Stefan Hantel, 1968 in Mannheim geboren, wuchs in Frankfurt am Main auf und studierte Grafik-Design. Nach seinem Studium widmete er sich der Musik und gründete sein eigenes Label. Inspiriert durch seine Familie seine Großeltern stammen aus Czernowitz in der ukrainischen Bucovinawandte er sich den traditionellen Klängen Südosteuropas zu. Heute komponiert und produziert er unter seinem Künstlernamen Shantel Balkan Pop. Im vergangenen Jahr erhielt er den BBC Award for World Music.

ZEIT online: Herr Hantel beziehungsweise Shantel, was ist Balkan-Pop?

Shantel: Das ist eine komplexe, verrückte Geschichte: Ein osteuropäischer Sound trifft auf den Westen. Vor einigen Jahren hat das noch keinen so recht interessiert, jetzt aber spiele ich Konzerte vor bis zu 2000 fassungslosen Menschen, rund um den Globus.

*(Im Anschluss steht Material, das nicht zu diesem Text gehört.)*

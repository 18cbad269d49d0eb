// Copyright (c) 2025 woxQAQ
//
// Licensed under the MIT License or Apache License 2.0
// See LICENSE files for details

//! String and date instance methods

use std::sync::Arc;

use linq_sql_expr::{MethodCallExpr, Value};
use linq_sql_ir::{LikeExpr, SqlExpression, SqlOperator};

use super::{constant_arg, count_arg};
use crate::context::TranslationContext;
use crate::error::{TranslationError, TranslationResult};
use crate::visitor::{QueryVisitor, source_of};

/// Escape LIKE metacharacters as bracket classes
///
/// `[` is escaped first so the brackets introduced for `%` and `_` stay
/// intact.
pub fn escape_like(text: &str) -> String {
    let mut escaped = String::with_capacity(text.len());
    for c in text.chars() {
        match c {
            '[' => escaped.push_str("[[]"),
            '%' => escaped.push_str("[%]"),
            '_' => escaped.push_str("[_]"),
            c => escaped.push(c),
        }
    }
    escaped
}

fn receiver(
    visitor: &mut QueryVisitor<'_>,
    call: &MethodCallExpr,
    ctx: &Arc<TranslationContext>,
) -> TranslationResult<SqlExpression> {
    visitor.visit(source_of(call)?, ctx)
}

/// `toUpperCase()`, `toLowerCase()`, `trim()`
pub fn translate_string_function(
    visitor: &mut QueryVisitor<'_>,
    call: &MethodCallExpr,
    ctx: &Arc<TranslationContext>,
) -> TranslationResult<SqlExpression> {
    let function = match call.method.as_str() {
        "toUpperCase" => "UPPER",
        "toLowerCase" => "LOWER",
        "trim" => "TRIM",
        _ => {
            return Err(TranslationError::UnsupportedMethod {
                method: call.method.clone(),
            });
        }
    };
    let source = receiver(visitor, call, ctx)?;
    Ok(SqlExpression::function(function, vec![source]))
}

/// `startsWith(s)` → `LIKE 's%'`, `endsWith(s)` → `LIKE '%s'`
pub fn translate_pattern(
    visitor: &mut QueryVisitor<'_>,
    call: &MethodCallExpr,
    ctx: &Arc<TranslationContext>,
) -> TranslationResult<SqlExpression> {
    let text = match constant_arg(call, 0, "a constant string")? {
        Value::String(text) => escape_like(text),
        _ => {
            return Err(TranslationError::NonConstantArgument {
                method: call.method.clone(),
                position: 0,
                expected: "a constant string".to_string(),
            });
        }
    };
    let pattern = if call.method == "endsWith" {
        format!("%{}", text)
    } else {
        format!("{}%", text)
    };

    let source = receiver(visitor, call, ctx)?;
    Ok(SqlExpression::Like(LikeExpr {
        source: Box::new(source),
        pattern,
    }))
}

/// `substring(start, end?)` with 0-based, end-exclusive indices
///
/// SQL SUBSTRING is 1-based and takes a length. Reversed bounds are
/// swapped; a missing end reads to the end of the string.
pub fn translate_substring(
    visitor: &mut QueryVisitor<'_>,
    call: &MethodCallExpr,
    ctx: &Arc<TranslationContext>,
) -> TranslationResult<SqlExpression> {
    let start = count_arg(call, 0)?;
    let end = match call.args.len() {
        2 => Some(count_arg(call, 1)?),
        _ => None,
    };
    let source = receiver(visitor, call, ctx)?;

    let (start, length) = match end {
        Some(end) => {
            let (low, high) = if end < start { (end, start) } else { (start, end) };
            (low, index_constant(high - low))
        }
        None => (start, SqlExpression::function("LEN", vec![source.clone()])),
    };
    Ok(SqlExpression::function(
        "SUBSTRING",
        vec![source, index_constant(start.saturating_add(1)), length],
    ))
}

fn index_constant(index: u64) -> SqlExpression {
    SqlExpression::constant(i64::try_from(index).unwrap_or(i64::MAX))
}

/// `getFullYear()` and friends
///
/// `getMonth` is 0-based, so the SQL month is shifted down by one.
pub fn translate_date_part(
    visitor: &mut QueryVisitor<'_>,
    call: &MethodCallExpr,
    ctx: &Arc<TranslationContext>,
) -> TranslationResult<SqlExpression> {
    let function = match call.method.as_str() {
        "getFullYear" => "YEAR",
        "getMonth" => "MONTH",
        "getDate" => "DAY",
        "getHours" => "HOUR",
        "getMinutes" => "MINUTE",
        "getSeconds" => "SECOND",
        _ => {
            return Err(TranslationError::UnsupportedMethod {
                method: call.method.clone(),
            });
        }
    };
    let part = SqlExpression::function(function, vec![receiver(visitor, call, ctx)?]);
    if call.method == "getMonth" {
        return Ok(SqlExpression::binary(
            part,
            SqlOperator::Subtract,
            SqlExpression::constant(1),
        ));
    }
    Ok(part)
}

#[cfg(test)]
mod tests {
    use super::*;

    #[test]
    fn test_escape_like() {
        assert_eq!(escape_like("x%_"), "x[%][_]");
        assert_eq!(escape_like("[a]"), "[[]a]");
        assert_eq!(escape_like("plain"), "plain");
    }
}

ZEIT online: Sie sind ein Pionier des Genres. Vor sieben Jahren haben Sie mit ihrem Bucovina Club im Frankfurter Schauspielhaus als DJ begonnen. Neben Ihren zur Partyreihe passenden Sammelalben bringen Sie auf Ihrem Label Essay Recordings verschiedene Balkan-Pop-Bands heraus, unter anderem aus New York und Tel Aviv. Wie sind Sie überhaupt darauf gekommen, sich mit Balkan-Pop zu befassen?

Shantel: Ich komme aus einer kosmopolitischen Familie, spiele fünf Instrumente und wurde so in meiner Kindheit durch vielfältige musikalische Einflüsse geprägt. Vor meiner Balkan-Zeit habe ich mich mit westlichem und elektronischen Pop befasst. Als dann die ersten Balkan-Blasorchester nach Deutschland kamen, hat mich das sehr inspiriert und an meine Kindheit erinnert. Da habe ich begonnen, nach meinen Wurzeln zu suchen und mich gefragt, wie man elektronische Musik mit osteuropäischer kombinieren könnte, ohne dass es seelenlos klingt.

ZEIT online: Kocani Orkestar, Taraf de Haidouks und die Filme von Emir Kusturica - waren das die Wegbereiter?

Shantel: Die Initialzündung war der Fall der Berliner Mauer. Aber das exotische Stereotyp, das  durch Filme von Kusturica und Weltmusik-Festivals geprägt wurde, bediente unsere Klischees. Natürlich steckt in diesen auch immer eine Portion Wahrheit. Aber problematisch wird's, wenn das Original zum einzig Wahren erklärt wird und es dadurch eine musikalische Weiterentwicklung blockiert.